Heading: Increase of Burroughs Stock.

Text: The Buroughs stock came in two ways. The first was by exchange of 4,200 shares of that stock for 420 shares in the Arithmometer Company. In 1905 the Burroughs Company was organized to succeed the Arithmometer Company and exchanged its shares for those of the latter. Obviously, this exchange made no change in the legal status of the shares in any respect here involved. It was a mere exchange or displacement. The 420 shares were clearly corpus coming from the estate of Ehrhardt D. Franz and anything for which they were exchanged would merely take the place of such shares. If there was an increase in value through the exchange, a fact not shown, it would not change the aspect that it was an increase in capital value and not of an income earned by capital.

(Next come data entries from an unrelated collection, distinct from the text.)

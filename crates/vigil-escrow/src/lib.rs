//! Vigil escrow transaction builders.
//!
//! A vigil escrow is a single P2WSH output governed by the two-branch script
//! from `vigil-script`: the owner can spend it at any time, the recipient
//! only after a relative timelock. The owner proves liveness by periodically
//! *refreshing* — spending the output back into a fresh copy of itself,
//! which restarts the timelock. If refreshes stop, the recipient's
//! pre-built *disclosure* transaction becomes valid and reveals the
//! recovery payload on-chain.
//!
//! # Refresh Chain
//!
//! ```text
//! funding ──> escrow#0 ──refresh──> escrow#1 ──refresh──> escrow#2 ─ ─ ─
//!               │                     │                     │
//!               └── disclosure        └── disclosure        └── disclosure
//!                   (valid after      (invalidated by       (valid after
//!                    ttl blocks)       the refresh)          ttl blocks)
//! ```
//!
//! Each link pays the fee of the transaction creating the next one, so the
//! amount strictly decreases until the chain is exhausted and must be
//! re-funded.
//!
//! Every builder here is a pure function over its inputs: no network, no
//! persistence, no shared state. Broadcasting lives in `vigil-broadcast`;
//! persisting the evolving chain and serializing concurrent refresh attempts
//! is the caller's job.

pub mod backup;
pub mod disclosure;
pub mod fees;
pub mod liveness;
pub mod refresh;
pub mod setup;

use bitcoin::{Amount, OutPoint};
use serde::{Deserialize, Serialize};
use thiserror::Error;

use vigil_script::{EscrowDescriptor, ScriptError};

pub use disclosure::{build_disclosure_tx, DisclosureResult};
pub use fees::estimate_refreshes_remaining;
pub use refresh::{build_refresh_tx, RefreshResult};
pub use setup::{build_setup_tx, SetupConfig, SetupResult};

/// Minimum economical output value in satoshis.
pub const DUST_LIMIT_SAT: u64 = 546;

/// Maximum fee rate we'll accept (sat/vB). Protects against malicious fee data.
pub const MAX_FEE_RATE: f64 = 500.0;

#[derive(Error, Debug)]
pub enum EscrowError {
    #[error("Insufficient funds: need {needed}, have {available}")]
    InsufficientFunds { needed: Amount, available: Amount },

    #[error("Output of {0} is below the dust limit ({DUST_LIMIT_SAT} sat)")]
    DustOutput(Amount),

    #[error("Escrow value {0} cannot fund another refresh above the dust limit")]
    ChainExhausted(Amount),

    #[error("Timelock mismatch: script encodes {in_script} blocks, caller requested {requested}")]
    TtlMismatch { in_script: u16, requested: u16 },

    #[error("Unsupported funding script type (only P2WPKH funding is accepted)")]
    UnsupportedFundingScript,

    #[error("Funding output is not controlled by the provided owner key")]
    ForeignFundingOutput,

    #[error("Signing key does not match the script's {0} key")]
    KeyMismatch(&'static str),

    #[error("Fee rate {0} sat/vB is outside the accepted range (0, {MAX_FEE_RATE}]")]
    InvalidFeeRate(f64),

    #[error("Script error: {0}")]
    Script(#[from] ScriptError),

    #[error("Sighash computation failed: {0}")]
    Sighash(String),
}

/// A spendable escrow output, observed on-chain or computed pre-broadcast.
#[derive(Debug, Clone, Copy, PartialEq, Eq, Serialize, Deserialize)]
pub struct EscrowUtxo {
    /// The outpoint (txid:vout)
    pub outpoint: OutPoint,
    /// Value in satoshis
    #[serde(with = "bitcoin::amount::serde::as_sat")]
    pub value: Amount,
}

/// One link of the refresh chain: a funded output plus the script that
/// governs it. Immutable; a refresh produces the next instance, it never
/// mutates this one.
#[derive(Debug, Clone, Copy, PartialEq, Eq, Serialize, Deserialize)]
pub struct EscrowInstance {
    pub utxo: EscrowUtxo,
    pub descriptor: EscrowDescriptor,
}

impl EscrowInstance {
    pub fn new(outpoint: OutPoint, value: Amount, descriptor: EscrowDescriptor) -> Self {
        Self {
            utxo: EscrowUtxo { outpoint, value },
            descriptor,
        }
    }
}

pub(crate) fn check_fee_rate(fee_rate: f64) -> Result<(), EscrowError> {
    if !fee_rate.is_finite() || fee_rate <= 0.0 || fee_rate > MAX_FEE_RATE {
        return Err(EscrowError::InvalidFeeRate(fee_rate));
    }
    Ok(())
}

#[cfg(test)]
pub(crate) mod test_utils {
    use secp256k1::{PublicKey, Secp256k1, SecretKey};

    pub fn test_keypair(seed: u8) -> (SecretKey, PublicKey) {
        let secp = Secp256k1::new();
        let mut bytes = [0u8; 32];
        bytes[31] = seed;
        bytes[0] = 0x01;
        let sk = SecretKey::from_slice(&bytes).unwrap();
        let pk = sk.public_key(&secp);
        (sk, pk)
    }
}

#[cfg(test)]
mod tests {
    use super::*;
    use bitcoin::hashes::Hash as _;
    use bitcoin::Txid;
    use crate::test_utils::test_keypair;
    use vigil_script::Timelock;

    #[test]
    fn test_fee_rate_bounds() {
        assert!(check_fee_rate(1.0).is_ok());
        assert!(check_fee_rate(MAX_FEE_RATE).is_ok());
        assert!(check_fee_rate(0.0).is_err());
        assert!(check_fee_rate(-5.0).is_err());
        assert!(check_fee_rate(MAX_FEE_RATE + 1.0).is_err());
        assert!(check_fee_rate(f64::NAN).is_err());
    }

    #[test]
    fn test_instance_serde_roundtrip() {
        let (_, owner) = test_keypair(1);
        let (_, recipient) = test_keypair(2);
        let instance = EscrowInstance::new(
            OutPoint {
                txid: Txid::from_byte_array([0xAA; 32]),
                vout: 0,
            },
            Amount::from_sat(100_000),
            EscrowDescriptor::new(owner, recipient, Timelock::thirty_days()),
        );

        let json = serde_json::to_string(&instance).unwrap();
        let restored: EscrowInstance = serde_json::from_str(&json).unwrap();
        assert_eq!(instance, restored);
        assert_eq!(restored.utxo.value.to_sat(), 100_000);
    }
}
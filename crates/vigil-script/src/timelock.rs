//! Relative timelock duration for the escrow's waiting branch.

use bitcoin::Sequence;
use serde::{Deserialize, Serialize};
use std::fmt;
use thiserror::Error;

#[derive(Error, Debug)]
pub enum TimelockError {
    #[error("Timelock must be positive and less than 2^16")]
    InvalidBlocks(u32),
}

/// Timelock duration in blocks (~10 min each)
///
/// Bounded to `u16` because that is the range a CSV script value can express
/// as a block count.
#[derive(Debug, Clone, Copy, PartialEq, Eq, Serialize, Deserialize)]
pub struct Timelock(u16);

impl Timelock {
    /// Create a timelock from a number of blocks
    pub fn from_blocks(blocks: u16) -> Result<Self, TimelockError> {
        if blocks == 0 {
            return Err(TimelockError::InvalidBlocks(blocks as u32));
        }
        Ok(Self(blocks))
    }

    /// 30 days (~4,320 blocks)
    pub fn thirty_days() -> Self {
        Self(4_320)
    }

    /// 6 months (~26,280 blocks)
    pub fn six_months() -> Self {
        Self(26_280)
    }

    /// Custom duration in days
    pub fn days(days: u16) -> Result<Self, TimelockError> {
        let blocks = (days as u32) * 144; // ~144 blocks per day
        if blocks > u16::MAX as u32 {
            return Err(TimelockError::InvalidBlocks(blocks));
        }
        Self::from_blocks(blocks as u16)
    }

    /// Get the block count
    pub fn blocks(&self) -> u16 {
        self.0
    }

    /// Convert to the sequence value a spending input must carry to satisfy
    /// the CSV check
    pub fn to_sequence(&self) -> Sequence {
        Sequence::from_height(self.0)
    }
}

impl fmt::Display for Timelock {
    fn fmt(&self, f: &mut fmt::Formatter<'_>) -> fmt::Result {
        let days = self.0 / 144;
        if days >= 365 {
            write!(f, "~{:.1} years ({} blocks)", days as f32 / 365.0, self.0)
        } else if days >= 30 {
            write!(f, "~{:.1} months ({} blocks)", days as f32 / 30.0, self.0)
        } else {
            write!(f, "~{} days ({} blocks)", days, self.0)
        }
    }
}

impl Ord for Timelock {
    fn cmp(&self, other: &Self) -> std::cmp::Ordering {
        self.0.cmp(&other.0)
    }
}

impl PartialOrd for Timelock {
    fn partial_cmp(&self, other: &Self) -> Option<std::cmp::Ordering> {
        Some(self.cmp(other))
    }
}
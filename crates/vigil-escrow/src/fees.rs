//! Transaction size and chain lifetime estimation.
//!
//! Sizes are computed from weight units and converted to virtual bytes.
//! Witness items count 1 WU per byte, everything else 4 WU.

use bitcoin::Amount;

/// Estimated virtual size of a refresh transaction (one escrow input spent
/// via the owner branch, one P2WSH output).
///
/// Weight breakdown:
///   overhead: version(4) + locktime(4) + counts(2) = 40 WU, marker/flag 2 WU
///   input base: outpoint(36) + script_sig len(1) + sequence(4) = 164 WU
///   input witness: items(1) + sig(1+72) + branch marker(1+1) + script(1+79) = 156 WU
///   output: value(8) + len(1) + P2WSH script(34) = 172 WU
/// Total: 534 WU -> 134 vB
pub const REFRESH_TX_VBYTES: u64 = 134;

/// Virtual size of a P2WPKH input (base 164 WU + witness 108 WU).
const P2WPKH_INPUT_VBYTES: f64 = 68.0;

/// Virtual size of an escrow-path P2WSH input (see [`REFRESH_TX_VBYTES`]).
const ESCROW_INPUT_VBYTES: f64 = 80.0;

/// Virtual size of a P2WSH output.
const P2WSH_OUTPUT_VBYTES: f64 = 43.0;

/// Virtual size of a P2WPKH output.
const P2WPKH_OUTPUT_VBYTES: f64 = 31.0;

/// Non-input, non-output transaction overhead (including segwit marker/flag).
const OVERHEAD_VBYTES: f64 = 10.5;

/// Estimate vbytes for a setup transaction: one P2WPKH funding input, the
/// escrow output, and optionally a change output back to the owner.
pub fn estimate_setup_vbytes(with_change: bool) -> f64 {
    let change = if with_change { P2WPKH_OUTPUT_VBYTES } else { 0.0 };
    OVERHEAD_VBYTES + P2WPKH_INPUT_VBYTES + P2WSH_OUTPUT_VBYTES + change
}

/// Estimate vbytes for a refresh transaction.
pub fn estimate_refresh_vbytes() -> f64 {
    REFRESH_TX_VBYTES as f64
}

/// Estimate vbytes for a disclosure transaction: one escrow-path input, the
/// 64-byte payload output, and a destination output of the given script
/// length.
pub fn estimate_disclosure_vbytes(destination_script_len: usize) -> f64 {
    // Payload output: value(8) + len(1) + OP_RETURN script(66)
    let payload_output = 75.0;
    let destination_output = (8 + 1 + destination_script_len) as f64;
    OVERHEAD_VBYTES + ESCROW_INPUT_VBYTES + payload_output + destination_output
}

/// Fee for an estimated size at a given rate, rounded up.
pub fn fee_for_vbytes(vbytes: f64, fee_rate: f64) -> Amount {
    Amount::from_sat((vbytes * fee_rate).ceil() as u64)
}

/// How many refresh cycles the current escrow value can still pay for at the
/// given fee rate. Deterministic, no I/O; floored at zero.
///
/// A zero fee rate is treated as unpayable input data and yields zero rather
/// than an unbounded lifetime.
pub fn estimate_refreshes_remaining(amount_sats: u64, fee_rate_sat_vb: u64) -> u64 {
    amount_sats
        .checked_div(REFRESH_TX_VBYTES * fee_rate_sat_vb)
        .unwrap_or(0)
}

The remainder and, by far, the greater amount of Burroughs stock came, after this exchange, in the form of stock dividends. That stock dividends are part of the corpus and not income therefrom or thereon is settled by authority which is binding upon us (McDonald v. Maxwell, 274 U. S. 91, 97, 47 S. Ct. 497, 71 L. Ed. 942; Gibbons v. Mahon, 136 U. S. 549, 10 S. Ct. 1057, 34 L. Ed. 525, and Brown v. Wisconsin Syndicate, 19 F. [2d] 198, this court) and the same rule prevails in Missouri (Hayes v. St. Louis Union Trust Co. [Mo. Sup.] 298 S. W. 91).